The tags for the eight jobs are: { LPW, QKJ, CDP, USU, BBD, PST, LSA, RHR }

How many different ways are there to order the eight jobs in the queue so that job USU comes somewhere before CDP in the queue (although not necessarily immediately before) and CDP comes somewhere before BBD (again, not necessarily immediately before)?

Answer 1

Job USU comes somewhere before CDP in the queue, although not necessarily immediately before CDP.

Case 1:

If CDP is in the 1^st position, there is no chance to job USU to be in the before position CDP.

Case 2:

If CDP is in the 2^nd position, then job USU must be in position 1 to be in the before position CDP. Then, the remaining 6 jobs can be ordered in 6! Ways.

Case 3:

If CDP is in the 3^rd position, then job USU must be in position 1 or position 2 to be in the before position CDP.

If USU is position 1, then the remaining 6 jobs can be ordered in 6! ways.

If USU is position 2, then the remaining 6 jobs can be ordered in 6! ways.

Then, the total ways = 2x 6! Ways.

Case 4:

If CDP is in the 4^th position, then job USU must be in position 1, position 2, or position 3 to be in the before position CDP.

If USU is position 1, then the remaining 6 jobs can be ordered in 6! ways.

If USU is position 2, then the remaining 6 jobs can be ordered in 6! ways.

If USU is position 3, then the remaining 6 jobs can be ordered in 6! ways.

Then, the total ways = 3x 6! Ways.

Case 5:

If CDP is in the 5^th position, then job USU must be in position 1, position 2, position 3, or position 4 to be in the before position CDP.

Then, the total ways = 4x 6! Ways.

Case 6:

If CDP is in the 6^th position, then job USU must be in positions 1,2,3,4, or 5 to be in the before position CDP.

Then, the total ways = 5x 6! Ways.

Case 7:

If CDP is in the 7^th position, then job USU must be in positions 1,2,3,4,5 or 6 to be in the before position CDP.

Then, the total ways = 6x 6! Ways.

Case 8:

If CDP is in the 8^th position, then job USU must be in positions 1,2,3,4,5,6 or 7 to be in the before position CDP.

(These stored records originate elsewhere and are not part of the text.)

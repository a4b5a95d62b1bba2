// src/models/mod.rs

//! Domain models for the catalogue crawler.
//!
//! This module contains all data structures used throughout the application,
//! organized by their primary purpose.

mod config;
mod program;
mod report;
mod seed;

// Re-export all public types
pub use config::{Config, CrawlerConfig, LoggingConfig, SegmenterConfig, StorageConfig};
pub use program::{
    Block, BlockType, Constraint, ConstraintType, Course, GroupRequirement, Program, ProgramType,
};
pub use report::RunReport;
pub use seed::{ProgramSeed, Seed};
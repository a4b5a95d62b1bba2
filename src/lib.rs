// src/lib.rs

//! Catalogue requirement crawler library.
//!
//! Converts unstructured academic-catalogue pages into a structured,
//! queryable requirement model: programs composed of requirement blocks,
//! each block composed of courses, with cross-cutting constraints.

pub mod error;
pub mod models;
pub mod pipeline;
pub mod services;
pub mod storage;
pub mod utils;
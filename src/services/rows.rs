// src/services/rows.rs

//! Course row parsing.
//!
//! Turns one table row or list item into a [`Course`], or rejects it when
//! the row is a header or carries no recognizable course code.

use regex::Regex;

use crate::models::Course;

/// Credit value assumed when the credits cell is absent or unparsable.
pub const DEFAULT_CREDITS: u32 = 3;

/// Literal first-cell values that mark a header row, not a course.
const HEADER_TOKENS: [&str; 5] = ["Course", "Title", "Code", "Courses", "Course Code"];

/// Parse a table row given its cell texts. Returns `None` for header rows
/// and rows without a subject+catalog code.
///
/// `is_required` is left as a hint (`false`); the owning block may override
/// it after classification.
pub fn parse_row(cells: &[String]) -> Option<Course> {
    let first = cells.first()?.trim();
    if first.is_empty() || HEADER_TOKENS.iter().any(|t| first.eq_ignore_ascii_case(t)) {
        return None;
    }

    let code_re = code_pattern()?;
    let caps = code_re.captures(first)?;
    let subject = caps[1].to_string();
    let catalog = caps[2].to_string();

    // Title comes from the second cell when the table has one, otherwise
    // from whatever follows the code in the first cell.
    let title = match cells.get(1) {
        Some(cell) if !cell.trim().is_empty() => cell.trim().to_string(),
        _ => first[caps.get(0)?.end()..]
            .trim_start_matches([' ', '-', '–', ':'])
            .trim()
            .to_string(),
    };

    let credits = cells
        .get(2)
        .and_then(|cell| parse_credits(cell))
        .unwrap_or(DEFAULT_CREDITS);

    Some(Course {
        subject,
        catalog,
        title: trim_trailing_period(&title),
        credits,
        is_required: false,
        sort_order: 0,
    })
}

/// Parse an inline list item of the strict form
/// `SUBJECT CODE - Title (N credits).`
pub fn parse_inline(text: &str) -> Option<Course> {
    let re = Regex::new(
        r"^([A-Z]{2,5})\s+(\d[A-Z0-9]{0,5})\s*[-–]\s*(.+?)\s*\((\d+)\s*credits?\)\.?$",
    )
    .ok()?;
    let caps = re.captures(text.trim())?;
    Some(Course {
        subject: caps[1].to_string(),
        catalog: caps[2].to_string(),
        title: trim_trailing_period(caps[3].trim()),
        credits: caps[4].parse().unwrap_or(DEFAULT_CREDITS),
        is_required: false,
        sort_order: 0,
    })
}

/// Parse a row's cells, preferring the inline form for single-cell rows
/// (the list-fallback path).
pub fn parse_cells(cells: &[String]) -> Option<Course> {
    if cells.len() == 1 {
        if let Some(course) = parse_inline(&cells[0]) {
            return Some(course);
        }
    }
    parse_row(cells)
}

fn code_pattern() -> Option<Regex> {
    // Subject: 2-5 uppercase letters. Catalog: digit-led, up to 5 further
    // alphanumerics, covering section-suffixed codes like 110D1 or 119J2.
    Regex::new(r"\b([A-Z]{2,5})\s+(\d[A-Z0-9]{0,5})\b").ok()
}

fn parse_credits(cell: &str) -> Option<u32> {
    let trimmed = cell.trim();
    if let Ok(n) = trimmed.parse::<u32>() {
        return Some(n);
    }
    // Cells like "3 credits" still carry a usable integer.
    let re = Regex::new(r"(\d+)").ok()?;
    re.captures(trimmed)?.get(1)?.as_str().parse().ok()
}

fn trim_trailing_period(title: &str) -> String {
    title.strip_suffix('.').unwrap_or(title).to_string()
}

#[cfg(test)]
mod tests {
    use super::*;

    fn cells(parts: &[&str]) -> Vec<String> {
        parts.iter().map(|s| s.to_string()).collect()
    }

    #[test]
    fn rejects_header_rows() {
        assert!(parse_row(&cells(&["Course", "Title", "Credits"])).is_none());
        assert!(parse_row(&cells(&["Title"])).is_none());
        assert!(parse_row(&cells(&["Course Code", "Name"])).is_none());
    }

    #[test]
    fn rejects_rows_without_course_code() {
        assert!(parse_row(&cells(&["See note below", "", ""])).is_none());
        assert!(parse_row(&cells(&[""])).is_none());
        assert!(parse_row(&[]).is_none());
    }

    #[test]
    fn accepts_basic_row() {
        let course = parse_row(&cells(&["COMP 202", "Foundations of Programming", "3"])).unwrap();
        assert_eq!(course.subject, "COMP");
        assert_eq!(course.catalog, "202");
        assert_eq!(course.title, "Foundations of Programming");
        assert_eq!(course.credits, 3);
        assert!(!course.is_required);
    }

    #[test]
    fn accepts_section_suffixed_codes() {
        let course = parse_row(&cells(&["MATH 110D1", "Calculus 1", "4"])).unwrap();
        assert_eq!(course.catalog, "110D1");

        let course = parse_row(&cells(&["FACC 119J2", "Seminar", "1"])).unwrap();
        assert_eq!(course.catalog, "119J2");
    }

    #[test]
    fn credits_default_when_missing_or_unparsable() {
        let course = parse_row(&cells(&["COMP 202", "Foundations"])).unwrap();
        assert_eq!(course.credits, DEFAULT_CREDITS);

        let course = parse_row(&cells(&["COMP 202", "Foundations", "n/a"])).unwrap();
        assert_eq!(course.credits, DEFAULT_CREDITS);
    }

    #[test]
    fn credits_parse_from_suffixed_cell() {
        let course = parse_row(&cells(&["COMP 202", "Foundations", "3 credits"])).unwrap();
        assert_eq!(course.credits, 3);
    }

    #[test]
    fn title_trimmed_of_single_trailing_period() {
        let course = parse_row(&cells(&["COMP 202", "Foundations of Programming.", "3"])).unwrap();
        assert_eq!(course.title, "Foundations of Programming");
    }

    #[test]
    fn title_recovered_from_single_cell() {
        let course = parse_row(&cells(&["COMP 202 - Foundations of Programming"])).unwrap();
        assert_eq!(course.title, "Foundations of Programming");
    }

    #[test]
    fn inline_pattern_parses() {
        let course =
            parse_inline("COMP 202 - Foundations of Programming (3 credits).").unwrap();
        assert_eq!(course.subject, "COMP");
        assert_eq!(course.catalog, "202");
        assert_eq!(course.title, "Foundations of Programming");
        assert_eq!(course.credits, 3);
    }

    #[test]
    fn inline_pattern_rejects_prose() {
        assert!(parse_inline("Students should consult an advisor.").is_none());
        assert!(parse_inline("COMP 202 without credits suffix").is_none());
    }

    #[test]
    fn parse_cells_prefers_inline_for_single_cell() {
        let course = parse_cells(&cells(&["MATH 323 - Probability (3 credits)."])).unwrap();
        assert_eq!(course.credits, 3);
        assert_eq!(course.title, "Probability");
    }
}
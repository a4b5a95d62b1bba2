// src/services/classifier.rs

//! Heading classification.
//!
//! Maps a requirement-block heading to a block type and optional
//! quantifiers. Implemented as an ordered cascade of predicates; the first
//! match wins and an unmatched heading falls through to the documented
//! default (`choose_credits` with no quantifiers) rather than erroring.

use regex::Regex;

use crate::models::BlockType;

/// Classification result for one heading.
#[derive(Debug, Clone, PartialEq, Eq)]
pub struct Classification {
    pub block_type: BlockType,
    pub credits_needed: Option<u32>,
    pub courses_needed: Option<u32>,
    pub group_name: Option<String>,
}

impl Classification {
    fn simple(block_type: BlockType) -> Self {
        Self {
            block_type,
            credits_needed: None,
            courses_needed: None,
            group_name: None,
        }
    }

    fn choose_credits(credits: Option<u32>) -> Self {
        Self {
            credits_needed: credits,
            ..Self::simple(BlockType::ChooseCredits)
        }
    }

    fn choose_courses(courses: u32) -> Self {
        Self {
            courses_needed: Some(courses),
            ..Self::simple(BlockType::ChooseCourses)
        }
    }
}

const SPELLED_NUMBERS: [(&str, u32); 7] = [
    ("two", 2),
    ("three", 3),
    ("four", 4),
    ("five", 5),
    ("six", 6),
    ("seven", 7),
    ("eight", 8),
];

/// Classify a heading. Pure and total: never panics, never errors.
pub fn classify(heading: &str) -> Classification {
    let text = heading.to_lowercase();

    // 1. Mandatory blocks
    if text.contains("required") || text.contains("compulsory") || text.contains("must take") {
        return Classification::simple(BlockType::Required);
    }

    // 2. Named groups ("Group A", "Group B2", ...)
    if let Some(label) = group_label(heading) {
        return Classification {
            group_name: Some(label),
            ..Classification::simple(BlockType::Group)
        };
    }

    // 3. Explicit credit quantifier ("18 credits from the following",
    //    "at least 6 credits", bare "N credits")
    if let Some(n) = first_number(&text, r"(\d+)\s*credits?") {
        return Classification::choose_credits(Some(n));
    }

    // 4. Explicit course-count quantifier
    if let Some(n) = first_number(&text, r"(?:choose|select|pick)\s+(\d+)\s+(?:courses?\b|of\s+the\s+following)") {
        return Classification::choose_courses(n);
    }

    // 5. "one of the following"
    if text.contains("one of the following") {
        return Classification::choose_courses(1);
    }

    // 6. Spelled-out counts ("two of the following")
    for (word, n) in SPELLED_NUMBERS {
        if text.contains(&format!("{word} of the following")) {
            return Classification::choose_courses(n);
        }
    }

    // 7. Electives: the amount is implied by the program's overall credit
    //    budget, so no quantifier is attached here.
    if text.contains("elective")
        || text.contains("additional course")
        || text.contains("remaining credit")
    {
        return Classification::choose_credits(None);
    }

    // 8. Default: quantifier-less headings resolve here; a genuine source
    //    ambiguity surfaced as null quantifiers, not an error.
    Classification::choose_credits(None)
}

fn group_label(heading: &str) -> Option<String> {
    // Labels are short ("A", "B2"); a longer word after "group" is prose,
    // not a label ("group of courses").
    let re = Regex::new(r"(?i)\bgroup\s+([A-Z][0-9]?|[0-9])\b").ok()?;
    re.captures(heading)
        .map(|caps| caps[1].to_uppercase())
}

fn first_number(text: &str, pattern: &str) -> Option<u32> {
    let re = Regex::new(pattern).ok()?;
    re.captures(text)?.get(1)?.as_str().parse().ok()
}

#[cfg(test)]
mod tests {
    use super::*;

    #[test]
    fn required_headings() {
        for heading in ["Required Courses", "Compulsory Courses", "Students must take:"] {
            let c = classify(heading);
            assert_eq!(c.block_type, BlockType::Required, "{heading}");
            assert_eq!(c.credits_needed, None);
            assert_eq!(c.courses_needed, None);
        }
    }

    #[test]
    fn group_headings_carry_label() {
        let c = classify("Group A");
        assert_eq!(c.block_type, BlockType::Group);
        assert_eq!(c.group_name.as_deref(), Some("A"));

        let c = classify("Complementary Courses - Group B2");
        assert_eq!(c.block_type, BlockType::Group);
        assert_eq!(c.group_name.as_deref(), Some("B2"));
    }

    #[test]
    fn credit_quantifiers() {
        let c = classify("Choose 3 credits from the following");
        assert_eq!(c.block_type, BlockType::ChooseCredits);
        assert_eq!(c.credits_needed, Some(3));
        assert_eq!(c.courses_needed, None);

        let c = classify("At least 18 credits selected from:");
        assert_eq!(c.credits_needed, Some(18));

        let c = classify("Complementary Courses (12 credits)");
        assert_eq!(c.credits_needed, Some(12));
    }

    #[test]
    fn course_count_quantifiers() {
        let c = classify("Select 2 of the following");
        assert_eq!(c.block_type, BlockType::ChooseCourses);
        assert_eq!(c.credits_needed, None);
        assert_eq!(c.courses_needed, Some(2));

        let c = classify("Choose 3 courses from the list below");
        assert_eq!(c.courses_needed, Some(3));
    }

    #[test]
    fn one_of_the_following() {
        let c = classify("One of the following:");
        assert_eq!(c.block_type, BlockType::ChooseCourses);
        assert_eq!(c.courses_needed, Some(1));
    }

    #[test]
    fn spelled_out_counts() {
        let c = classify("Two of the following");
        assert_eq!(c.courses_needed, Some(2));

        let c = classify("Take eight of the following courses");
        assert_eq!(c.courses_needed, Some(8));
    }

    #[test]
    fn electives_have_no_quantifier() {
        for heading in ["Electives", "Additional Courses", "Remaining Credits"] {
            let c = classify(heading);
            assert_eq!(c.block_type, BlockType::ChooseCredits, "{heading}");
            assert_eq!(c.credits_needed, None);
        }
    }

    #[test]
    fn quantifier_less_headings_fall_through() {
        let c = classify("Core Courses");
        assert_eq!(c.block_type, BlockType::ChooseCredits);
        assert_eq!(c.credits_needed, None);
        assert_eq!(c.courses_needed, None);
    }

    #[test]
    fn required_wins_over_credits() {
        // "required" appears before the credit pattern in the cascade
        let c = classify("Required Courses (27 credits)");
        assert_eq!(c.block_type, BlockType::Required);
        assert_eq!(c.credits_needed, None);
    }

    #[test]
    fn never_panics_on_odd_input() {
        classify("");
        classify("§§§ 𝄞 unexpected unicode 𝄞 §§§");
        classify("group");
    }
}
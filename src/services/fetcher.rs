// src/services/fetcher.rs

//! Page fetching with bounded retry and a politeness delay.

use std::time::Duration;

use futures::stream::{self, StreamExt};

use crate::error::{AppError, Result};
use crate::models::{CrawlerConfig, ProgramSeed};
use crate::utils::http;
use crate::utils::log;

/// Fetches program pages with retry and rate-limiting courtesy.
pub struct PageFetcher {
    client: reqwest::Client,
    config: CrawlerConfig,
}

impl PageFetcher {
    /// Create a new fetcher with the given crawler configuration.
    pub fn new(config: &CrawlerConfig) -> Result<Self> {
        let client = http::create_async_client(config)?;
        Ok(Self {
            client,
            config: config.clone(),
        })
    }

    /// Fetch one page, retrying on transient failure.
    ///
    /// Attempts up to `retry_attempts` times with a fixed sleep between
    /// attempts, then returns the last error.
    pub async fn fetch(&self, url: &str) -> Result<String> {
        let attempts = self.config.retry_attempts.max(1);
        let mut last_error = None;

        for attempt in 1..=attempts {
            match http::fetch_text(&self.client, url).await {
                Ok(body) => return Ok(body),
                Err(error) => {
                    log::warn(&format!(
                        "Fetch attempt {}/{} failed for {}: {}",
                        attempt, attempts, url, error
                    ));
                    last_error = Some(error);
                    if attempt < attempts {
                        tokio::time::sleep(Duration::from_millis(self.config.retry_delay_ms))
                            .await;
                    }
                }
            }
        }

        Err(last_error.unwrap_or_else(|| AppError::fetch(url, "retries exhausted")))
    }

    /// Fetch every seed's page with bounded concurrency, yielding one
    /// result per seed in seed order.
    ///
    /// A failed fetch becomes an `Err` entry for that program only; it
    /// never aborts the batch. The politeness delay spaces out completions
    /// as a rate-limiting courtesy.
    pub async fn fetch_all(&self, seeds: &[ProgramSeed]) -> Vec<(ProgramSeed, Result<String>)> {
        let delay = Duration::from_millis(self.config.request_delay_ms);
        let concurrency = self.config.max_concurrent.max(1);
        let base_url = self.config.base_url.clone();

        let mut fetched = Vec::with_capacity(seeds.len());
        let mut page_stream = stream::iter(seeds.iter().cloned())
            .map(|seed| {
                let url = seed.url(&base_url);
                async move {
                    let result = self.fetch(&url).await;
                    (seed, result)
                }
            })
            .buffered(concurrency);

        while let Some((seed, result)) = page_stream.next().await {
            if let Err(error) = &result {
                log::warn(&format!("Failed to fetch {}: {}", seed.key, error));
            }
            fetched.push((seed, result));

            if delay.as_millis() > 0 {
                tokio::time::sleep(delay).await;
            }
        }

        fetched
    }
}
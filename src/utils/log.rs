// src/utils/log.rs

//! Centralized logging module with server-style formatting.
//!
//! Provides consistent log output with timestamps and log levels.

#![allow(dead_code)]

use std::sync::OnceLock;

use chrono::Local;

/// Log level enum
#[derive(Debug, Clone, Copy, PartialEq, Eq, PartialOrd, Ord)]
pub enum LogLevel {
    Debug,
    Info,
    Warn,
    Error,
}

impl LogLevel {
    fn as_str(&self) -> &'static str {
        match self {
            LogLevel::Debug => "DEBUG",
            LogLevel::Info => "INFO",
            LogLevel::Warn => "WARN",
            LogLevel::Error => "ERROR",
        }
    }

    fn from_str(s: &str) -> Self {
        match s.to_lowercase().as_str() {
            "debug" => LogLevel::Debug,
            "info" => LogLevel::Info,
            "warn" => LogLevel::Warn,
            "error" => LogLevel::Error,
            _ => LogLevel::Info,
        }
    }
}

/// Current log level
static LOG_LEVEL: OnceLock<LogLevel> = OnceLock::new();

/// Initialize the logging system with a level
pub fn init(level: &str) {
    let _ = LOG_LEVEL.set(LogLevel::from_str(level));
}

/// Check if a log level should be displayed
fn should_log(level: LogLevel) -> bool {
    let current = LOG_LEVEL.get().copied().unwrap_or(LogLevel::Info);
    level >= current
}

/// Format a log message with timestamp and level
fn format_log(level: LogLevel, message: &str) -> String {
    let timestamp = Local::now().format("%Y-%m-%d %H:%M:%S");
    format!("[{}] [{}] {}", timestamp, level.as_str(), message)
}

/// Log a debug message
pub fn debug(message: &str) {
    if should_log(LogLevel::Debug) {
        eprintln!("{}", format_log(LogLevel::Debug, message));
    }
}

/// Log an info message
pub fn info(message: &str) {
    if should_log(LogLevel::Info) {
        println!("{}", format_log(LogLevel::Info, message));
    }
}

/// Log a warning message
pub fn warn(message: &str) {
    if should_log(LogLevel::Warn) {
        eprintln!("{}", format_log(LogLevel::Warn, message));
    }
}

/// Log an error message
pub fn error(message: &str) {
    if should_log(LogLevel::Error) {
        eprintln!("{}", format_log(LogLevel::Error, message));
    }
}

/// Log a success message (always shown as INFO)
pub fn success(message: &str) {
    println!("{}", format_log(LogLevel::Info, message));
}

/// Log a step in a process
pub fn step(step_num: usize, total: usize, message: &str) {
    if should_log(LogLevel::Info) {
        let msg = format!("[STEP {}/{}] {}", step_num, total, message);
        println!("{}", format_log(LogLevel::Info, &msg));
    }
}

/// Log a header
pub fn header(title: &str) {
    if should_log(LogLevel::Info) {
        let border = "═".repeat(60);
        println!("{}", format_log(LogLevel::Info, &border));
        println!("{}", format_log(LogLevel::Info, &format!("  {}", title)));
        println!("{}", format_log(LogLevel::Info, &border));
    }
}

/// Log a sub-item (indented)
pub fn sub_item(message: &str) {
    if should_log(LogLevel::Info) {
        let msg = format!("    {}", message);
        println!("{}", format_log(LogLevel::Info, &msg));
    }
}

/// Log a summary section
pub fn summary(title: &str, items: &[(&str, String)]) {
    if should_log(LogLevel::Info) {
        println!();

        let title_msg = format!("[SUMMARY] {}", title);
        println!("{}", format_log(LogLevel::Info, &title_msg));

        for (key, value) in items {
            let item_msg = format!("    {}: {}", key, value);
            println!("{}", format_log(LogLevel::Info, &item_msg));
        }
    }
}
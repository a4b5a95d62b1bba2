// src/main.rs

//! catalog-crawler: university eCalendar requirement crawler CLI.

use std::fs;

use clap::{Parser, Subcommand};

use catalog_crawler::error::Result;
use catalog_crawler::models::{Config, ProgramSeed, Seed};
use catalog_crawler::pipeline::{run_extract, run_load, run_scrape};
use catalog_crawler::storage::SqliteStore;
use catalog_crawler::utils::log;

#[derive(Parser, Debug)]
#[command(
    name = "catalog-crawler",
    version = "0.1.0",
    about = "University eCalendar requirement crawler"
)]

/// CLI Arguments
struct Cli {
    #[arg(short, long, default_value = "data/config.toml")]
    config: String,

    #[arg(long, default_value = "data/programs.toml")]
    seeds: String,

    #[arg(short, long, global = true)]
    quiet: bool,

    #[command(subcommand)]
    command: Command,
}

/// CLI Commands
#[derive(Subcommand, Debug)]
enum Command {
    /// Fetch, extract, and persist all seeded programs
    Scrape {
        /// Max programs to process
        #[arg(short = 'n', long)]
        limit: Option<usize>,
        /// Only process the program with this key
        #[arg(long)]
        program: Option<String>,
    },
    /// Fetch and extract only, writing the intermediate JSON to a file
    Extract {
        #[arg(short, long, default_value = "data/programs.json")]
        output: String,
        #[arg(short = 'n', long)]
        limit: Option<usize>,
        #[arg(long)]
        program: Option<String>,
    },
    /// Persist a previously exported intermediate JSON file
    Load {
        #[arg(short, long, default_value = "data/programs.json")]
        input: String,
    },
    /// Validate configuration and seed data
    Validate,
    /// Show stored row counts
    Stats,
}

/// Main entry point
#[tokio::main]
async fn main() -> Result<()> {
    env_logger::Builder::from_env(env_logger::Env::default().default_filter_or("warn")).init();

    let cli = Cli::parse();

    let mut config = Config::load_or_default(&cli.config);
    let seed = Seed::load_or_default(&cli.seeds);

    if cli.quiet {
        config.logging.level = "warn".to_string();
        config.logging.show_progress = false;
    }
    log::init(&config.logging.level);

    match cli.command {
        Command::Scrape { limit, program } => {
            config.validate()?;
            seed.validate()?;
            let seeds = select_seeds(&seed, limit, program.as_deref());
            let store = SqliteStore::open(&config.storage.db_path, config.storage.batch_size)?;
            let report = run_scrape(&config, &seeds, &store).await?;
            if !report.errors.is_empty() {
                for error in &report.errors {
                    log::warn(error);
                }
            }
        }
        Command::Extract {
            output,
            limit,
            program,
        } => {
            config.validate()?;
            seed.validate()?;
            let seeds = select_seeds(&seed, limit, program.as_deref());
            let (programs, report) = run_extract(&config, &seeds).await?;
            fs::write(&output, serde_json::to_string_pretty(&programs)?)?;
            log::success(&format!(
                "Wrote {} programs to {} ({} errors)",
                programs.len(),
                output,
                report.errors.len()
            ));
        }
        Command::Load { input } => {
            let store = SqliteStore::open(&config.storage.db_path, config.storage.batch_size)?;
            run_load(&input, &store)?;
        }
        Command::Validate => {
            config.validate()?;
            seed.validate()?;
            log::success(&format!(
                "Configuration and seed table valid ({} programs)",
                seed.programs.len()
            ));
        }
        Command::Stats => {
            let store = SqliteStore::open(&config.storage.db_path, config.storage.batch_size)?;
            let stats = store.get_stats()?;
            log::summary(
                "Stored rows",
                &[
                    ("Programs", stats.programs.to_string()),
                    ("Blocks", stats.blocks.to_string()),
                    ("Courses", stats.courses.to_string()),
                    ("Constraints", stats.constraints.to_string()),
                ],
            );
        }
    }

    Ok(())
}

/// Apply the optional `--program` filter and `--limit` to the seed table.
fn select_seeds(seed: &Seed, limit: Option<usize>, program: Option<&str>) -> Vec<ProgramSeed> {
    seed.programs
        .iter()
        .filter(|entry| program.map_or(true, |key| entry.key == key))
        .take(limit.unwrap_or(usize::MAX))
        .cloned()
        .collect()
}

Then, the total ways = 7x 6! Ways.

Therefore, the total number of ways is 6! +(2x 6!) +(3x 6!) +(4x 6!) +(5x 6!) +(6x 6!) +(7x 6!) = (1+2+3+4+5+6+7) x 6! = 28 x 6!

Hence, the number of different ways is there to order the eight jobs in the queue so that job USU comes somewhere before CDP is 28 x 6! = 20160 Ways.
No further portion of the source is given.